Neoadjuvant Chemotherapy for Operable Breast Cancer

Over the past 2 decades, two major trends in the treatment of breast cancer—breast-conserving therapy and neoadjuvant (or preoperative) chemotherapy—have converged to stimulate interest in the use of neoadjuvant chemotherapy to facilitate breast conservation in women presenting with large tumors. After being established as the treatment of choice for locally advanced or inoperable breast cancer, theoretical considerations and the desire to extend breast-conserving therapy to more patients with large tumors have resulted in an increase in the use of neoadjuvant chemotherapy in operable patients. Drs. Green and Hortobagyi have provided us with a comprehensive review of the background and the current state of neoadjuvant chemotherapy for breast cancer.

Flawed Data

As the authors explain, several early nonrandomized and randomized trials were interpreted as indicating a survival advantage for neoadjuvant chemotherapy over the standard adjuvant approach. Nonrandomized trials reaching this conclusion have little weight, and even some of the randomized trials of neoadjuvant therapy were seriously flawed, making this conclusion questionable.
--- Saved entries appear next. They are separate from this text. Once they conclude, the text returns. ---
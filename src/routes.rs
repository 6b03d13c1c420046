use axum::{
    extract::{rejection::JsonRejection, State},
    response::Json,
    routing::{get, post},
    Router,
};
use std::sync::Arc;
use tower::ServiceBuilder;
use tower_http::{cors::CorsLayer, trace::TraceLayer};
use tracing::warn;

use crate::{
    engine::PhishEngine,
    error::{validation_error, AppError},
    types::*,
};

pub type AppState = Arc<PhishEngine>;

pub fn router(engine: AppState) -> Router {
    Router::new()
        .route("/predict", post(predict))
        .route("/label", post(label))
        .route("/reviews", get(reviews))
        .route("/health", get(health_check))
        .layer(
            ServiceBuilder::new()
                .layer(TraceLayer::new_for_http())
                .layer(CorsLayer::permissive()),
        )
        .with_state(engine)
}

pub async fn predict(
    State(engine): State<AppState>,
    payload: Result<Json<PredictRequest>, JsonRejection>,
) -> Result<Json<PredictResponse>, AppError> {
    let Json(request) = payload.map_err(|e| {
        warn!("Rejected prediction body: {}", e);
        validation_error("URL is required")
    })?;
    Ok(Json(engine.predict(request).await?))
}

pub async fn label(
    State(engine): State<AppState>,
    payload: Result<Json<LabelRequest>, JsonRejection>,
) -> Result<Json<LabelResponse>, AppError> {
    let Json(request) = payload.map_err(|e| validation_error(&e.body_text()))?;
    Ok(Json(engine.label(request).await?))
}

pub async fn reviews(State(engine): State<AppState>) -> Json<Vec<ReviewTicket>> {
    Json(engine.pending_reviews())
}

pub async fn health_check(State(engine): State<AppState>) -> Json<HealthResponse> {
    Json(engine.health().await)
}
use std::sync::Arc;
use tokio::signal;
use tracing::{info, warn};
use tracing_subscriber::{layer::SubscriberExt, util::SubscriberInitExt};

use phishscope_engine::{config::Config, engine::PhishEngine, routes};

#[tokio::main]
async fn main() -> anyhow::Result<()> {
    tracing_subscriber::registry()
        .with(
            tracing_subscriber::EnvFilter::try_from_default_env()
                .unwrap_or_else(|_| "phishscope_engine=info,tower_http=debug".into()),
        )
        .with(tracing_subscriber::fmt::layer())
        .init();

    let config = Config::load()?;
    info!("Loaded configuration: {:?}", config);

    metrics_exporter_prometheus::PrometheusBuilder::new().install()?;

    let engine = PhishEngine::new(&config).await?;
    let app = routes::router(Arc::new(engine));

    let listener = tokio::net::TcpListener::bind(config.bind_addr.as_str()).await?;
    info!("Starting PhishScope engine on {}", listener.local_addr()?);

    axum::serve(listener, app)
        .with_graceful_shutdown(shutdown_signal())
        .await?;

    Ok(())
}

async fn shutdown_signal() {
    let ctrl_c = async {
        if let Err(e) = signal::ctrl_c().await {
            warn!("Failed to listen for Ctrl+C: {}", e);
            std::future::pending::<()>().await;
        }
    };

    #[cfg(unix)]
    let terminate = async {
        match signal::unix::signal(signal::unix::SignalKind::terminate()) {
            Ok(mut stream) => {
                stream.recv().await;
            }
            Err(e) => {
                warn!("Failed to install SIGTERM handler: {}", e);
                std::future::pending::<()>().await;
            }
        }
    };

    #[cfg(not(unix))]
    let terminate = std::future::pending::<()>();

    tokio::select! {
        _ = ctrl_c => {},
        _ = terminate => {},
    }

    warn!("Shutdown signal received, starting graceful shutdown");
}
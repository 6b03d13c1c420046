//! Page-content features.
//!
//! The target page is fetched once per request by a [`PageSource`]; every
//! content extractor here is a pure function over the fetched [`Page`].

use std::sync::OnceLock;
use std::time::Duration;

use async_trait::async_trait;
use regex::Regex;
use reqwest::Client;
use scraper::{Html, Selector};
use url::Url;

use super::{ExtractFailure, Extracted, Feature, Target};

pub const BROWSER_USER_AGENT: &str = "Mozilla/5.0 (Windows NT 10.0; Win64; x64) AppleWebKit/537.36 (KHTML, like Gecko) Chrome/103.0.5060.134 Safari/537.36";

static HREF_RE: OnceLock<Option<Regex>> = OnceLock::new();

/// A fetched page, whatever its status.
#[derive(Debug, Clone, PartialEq)]
pub struct Page {
    pub status: u16,
    pub body: String,
}

impl Page {
    pub fn is_success(&self) -> bool {
        (200..300).contains(&self.status)
    }

    /// Body of a successful response; non-2xx is a failure.
    fn success_body(&self) -> Result<&str, ExtractFailure> {
        if self.is_success() {
            Ok(&self.body)
        } else {
            Err(ExtractFailure::HttpStatus(self.status))
        }
    }
}

#[async_trait]
pub trait PageSource: Send + Sync {
    async fn fetch(&self, url: &str) -> Result<Page, ExtractFailure>;
}

pub struct HttpPageSource {
    client: Client,
    timeout: Duration,
}

impl HttpPageSource {
    pub fn new(client: Client, timeout: Duration) -> Self {
        Self { client, timeout }
    }
}

#[async_trait]
impl PageSource for HttpPageSource {
    async fn fetch(&self, url: &str) -> Result<Page, ExtractFailure> {
        let response = self
            .client
            .get(url)
            .header(reqwest::header::USER_AGENT, BROWSER_USER_AGENT)
            .header(reqwest::header::ACCEPT_LANGUAGE, "en-US,en;q=0.9")
            .timeout(self.timeout)
            .send()
            .await
            .map_err(fetch_failure)?;
        let status = response.status().as_u16();
        let body = response.text().await.map_err(fetch_failure)?;
        Ok(Page { status, body })
    }
}

fn fetch_failure(err: reqwest::Error) -> ExtractFailure {
    if err.is_timeout() {
        ExtractFailure::Timeout
    } else {
        ExtractFailure::Transport(err.to_string())
    }
}

pub fn extract(feature: Feature, page: &Page, target: &Target) -> Extracted {
    match feature {
        Feature::NbHyperlinks => nb_hyperlinks(page),
        Feature::NbExtCss => nb_ext_css(page),
        Feature::RatioExtHyperlinks | Feature::RatioExtRedirection => {
            ratio_ext_hyperlinks(page, target)
        }
        Feature::LinksInTags => links_in_tags(page),
        Feature::DomainInTitle => domain_in_title(page, target),
        Feature::AvgWordsRaw => avg_words_raw(page, target),
        Feature::RatioIntMedia => media_ratio(page, target, MediaSide::Internal),
        Feature::RatioExtMedia => media_ratio(page, target, MediaSide::External),
        Feature::DomainWithCopyright => text_contains(page, |text| text.contains('©')),
        Feature::DomainInBrand => text_contains(page, |text| text.to_lowercase().contains("brand")),
        _ => Err(ExtractFailure::Malformed("not a page feature")),
    }
}

fn selector(css: &str) -> Result<Selector, ExtractFailure> {
    Selector::parse(css).map_err(|_| ExtractFailure::Malformed("invalid selector"))
}

/// Anchor tags with an `href`, counted over the raw markup.
pub fn nb_hyperlinks(page: &Page) -> Extracted {
    let re = HREF_RE
        .get_or_init(|| Regex::new(r#"<a\s+[^>]*href=["']([^"']+)["']"#).ok())
        .as_ref()
        .ok_or(ExtractFailure::Malformed("invalid built-in pattern"))?;
    Ok(re.find_iter(&page.body).count() as f64)
}

/// `<link>` elements whose `href` ends in `.css`.
pub fn nb_ext_css(page: &Page) -> Extracted {
    let links = selector("link[href]")?;
    let document = Html::parse_document(&page.body);
    let count = document
        .select(&links)
        .filter_map(|el| el.value().attr("href"))
        .filter(|href| href.ends_with(".css"))
        .count();
    Ok(count as f64)
}

pub fn ratio_ext_hyperlinks(page: &Page, target: &Target) -> Extracted {
    let body = page.success_body()?;
    let anchors = selector("a[href]")?;
    let document = Html::parse_document(body);
    let own_domain = target.parts.domain().to_lowercase();

    let hrefs: Vec<&str> = document
        .select(&anchors)
        .filter_map(|el| el.value().attr("href"))
        .collect();
    let external = hrefs
        .iter()
        .filter(|href| href.starts_with("http") && !href.contains(own_domain.as_str()))
        .count();
    Ok(external as f64 / hrefs.len().max(1) as f64)
}

pub fn links_in_tags(page: &Page) -> Extracted {
    let body = page.success_body()?;
    let anchors = selector("a")?;
    Ok(Html::parse_document(body).select(&anchors).count() as f64)
}

pub fn domain_in_title(page: &Page, target: &Target) -> Extracted {
    let body = page.success_body()?;
    let title_selector = selector("title")?;
    let document = Html::parse_document(body);
    let title = document
        .select(&title_selector)
        .next()
        .map(|el| el.text().collect::<String>().to_lowercase())
        .unwrap_or_default();

    let found = target
        .parts
        .domain_labels()
        .iter()
        .any(|label| title.contains(label.to_lowercase().as_str()));
    Ok(if found { 1.0 } else { 0.0 })
}

/// Words of the body per `/`-separated path part (empty parts included).
pub fn avg_words_raw(page: &Page, target: &Target) -> Extracted {
    let body = page.success_body()?;
    let words = body.split_whitespace().count();
    let parts = target.parts.path.split('/').count();
    Ok(words as f64 / parts.max(1) as f64)
}

#[derive(Debug, Clone, Copy, PartialEq, Eq)]
enum MediaSide {
    Internal,
    External,
}

fn same_origin_host(a: &Url, b: &Url) -> bool {
    a.host_str() == b.host_str() && a.port_or_known_default() == b.port_or_known_default()
}

/// Share of `img`, `video` and `audio` elements on one side of the host boundary.
///
/// A missing `src` resolves to the page itself, so it counts as internal and
/// never as external.
fn media_ratio(page: &Page, target: &Target, side: MediaSide) -> Extracted {
    let body = page.success_body()?;
    let base = Url::parse(&target.url).map_err(|_| ExtractFailure::Malformed("unparseable page URL"))?;
    let media = selector("img, video, audio")?;
    let document = Html::parse_document(body);

    let mut total = 0usize;
    let mut matching = 0usize;
    for element in document.select(&media) {
        total += 1;
        let src = element.value().attr("src").unwrap_or("");
        let resolved = base.join(src).ok();
        let internal = resolved
            .as_ref()
            .map(|u| same_origin_host(u, &base))
            .unwrap_or(false);
        let hit = match side {
            MediaSide::Internal => internal,
            MediaSide::External => !src.is_empty() && resolved.is_some() && !internal,
        };
        if hit {
            matching += 1;
        }
    }

    if total == 0 {
        return Ok(0.0);
    }
    Ok(matching as f64 / total as f64)
}

fn text_contains(page: &Page, predicate: impl Fn(&str) -> bool) -> Extracted {
    let body = page.success_body()?;
    let document = Html::parse_document(body);
    let text: String = document.root_element().text().collect();
    Ok(if predicate(&text) { 1.0 } else { 0.0 })
}

#[cfg(test)]
mod tests {
    use super::*;

    const BODY: &str = r#"<!doctype html>
<html>
<head>
  <title>Example Bank - Sign in</title>
  <link rel="stylesheet" href="/static/site.css">
  <link rel="stylesheet" href="https://cdn.other.net/theme.css">
  <link rel="icon" href="/favicon.ico">
</head>
<body>
  <a href="/login">Sign in</a>
  <a href="https://www.example.com/help">Help</a>
  <a href="https://evil.net/collect">Offer</a>
  <a name="top">Top</a>
  <img src="/logo.png">
  <img src="https://cdn.other.net/banner.png">
  <video></video>
  <p>Our brand &copy; 2024</p>
</body>
</html>"#;

    fn ok_page() -> Page {
        Page {
            status: 200,
            body: BODY.to_string(),
        }
    }

    fn value(feature: Feature, page: &Page) -> Extracted {
        extract(feature, page, &Target::new("https://www.example.com/account/login"))
    }

    #[test]
    fn anchor_counts() {
        let page = ok_page();
        assert_eq!(value(Feature::NbHyperlinks, &page), Ok(3.0));
        assert_eq!(value(Feature::LinksInTags, &page), Ok(4.0));
        assert_eq!(value(Feature::RatioExtHyperlinks, &page), Ok(1.0 / 3.0));
        assert_eq!(value(Feature::RatioExtRedirection, &page), Ok(1.0 / 3.0));
    }

    #[test]
    fn media_split_by_host() {
        let page = ok_page();
        assert_eq!(value(Feature::RatioIntMedia, &page), Ok(2.0 / 3.0));
        assert_eq!(value(Feature::RatioExtMedia, &page), Ok(1.0 / 3.0));

        let bare = Page {
            status: 200,
            body: "<p>no media</p>".into(),
        };
        assert_eq!(value(Feature::RatioIntMedia, &bare), Ok(0.0));
        assert_eq!(value(Feature::RatioExtMedia, &bare), Ok(0.0));
    }

    #[test]
    fn document_text_flags() {
        let page = ok_page();
        assert_eq!(value(Feature::DomainInTitle, &page), Ok(1.0));
        assert_eq!(value(Feature::DomainWithCopyright, &page), Ok(1.0));
        assert_eq!(value(Feature::DomainInBrand, &page), Ok(1.0));
        assert_eq!(value(Feature::NbExtCss, &page), Ok(2.0));
    }

    #[test]
    fn words_per_path_part() {
        let page = Page {
            status: 200,
            body: "one two three four five six".into(),
        };
        // "/account/login" splits into three parts
        assert_eq!(value(Feature::AvgWordsRaw, &page), Ok(2.0));
    }

    #[test]
    fn error_status_only_spares_raw_counters() {
        let page = Page {
            status: 404,
            body: BODY.to_string(),
        };
        assert_eq!(value(Feature::NbHyperlinks, &page), Ok(3.0));
        assert_eq!(value(Feature::NbExtCss, &page), Ok(2.0));
        for feature in [
            Feature::RatioExtHyperlinks,
            Feature::LinksInTags,
            Feature::DomainInTitle,
            Feature::AvgWordsRaw,
            Feature::RatioIntMedia,
            Feature::DomainWithCopyright,
            Feature::DomainInBrand,
        ] {
            assert_eq!(value(feature, &page), Err(ExtractFailure::HttpStatus(404)));
        }
    }

    #[test]
    fn rejects_non_page_features() {
        assert!(value(Feature::LengthUrl, &ok_page()).is_err());
    }
}
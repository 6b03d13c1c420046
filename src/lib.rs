//! PhishScope engine: scores URLs for phishing likelihood from a fixed set of
//! lexical, network and page-content features.

pub mod config;
pub mod engine;
pub mod error;
pub mod explain;
pub mod features;
pub mod labels;
pub mod models;
pub mod redis_client;
pub mod routes;
pub mod scaler;
pub mod types;
pub mod url_parts;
For example, in two large European trials, a significant proportion of patients in the adjuvant group received no chemotherapy at all, whereas all patients in the neoadjuvant group received systemic treatment.[1,2] By the current standard of adjuvant treatment, patients with tumors > 3 cm in diameter would receive chemotherapy regardless of nodal status. More importantly, this selective use of chemotherapy in the adjuvant arms of these studies results in unbalanced treatment, invalidating conclusions about the preferred sequence of therapy. In addition, as Green and Hortobagyi pointed out, with longer follow-up, the survival advantage attributed to preoperative chemotherapy disappeared.[3,4]

The National Surgical Adjuvant Breast and Bowel Project (NSABP) protocol B-18 demonstrated the equivalence of neoadjuvant chemotherapy in terms of survival, as well as an increase in the use of breast-conserving therapy.[5,6] Thus, there are adequate data to support the use of this approach in women with large tumors, to make breast-conserving therapy feasible.

Residual Disease

The difficulty in assessing the extent of residual tumor after chemotherapy, discussed briefly in this review, raises a number of issues relevant to the surgical management of women whose tumors have been "shrunk" by neoadjuvant chemotherapy. As the authors point out, no single test or combination of tests has been completely reliable in delineating whether and where viable tumor remains in the breast. This explains why attempts to omit surgical excision of the primary tumor site, even in highly selected patients with an apparent complete response, have often led to unacceptably high local recurrence rates.[3,4,7,8] In NSABP trial B-18, in which surgical excision with a negative margin was required by protocol, early results indicated a higher rate of local recurrence among women who became candidates for breast-conserving therapy as a result of preoperative chemotherapy.[6]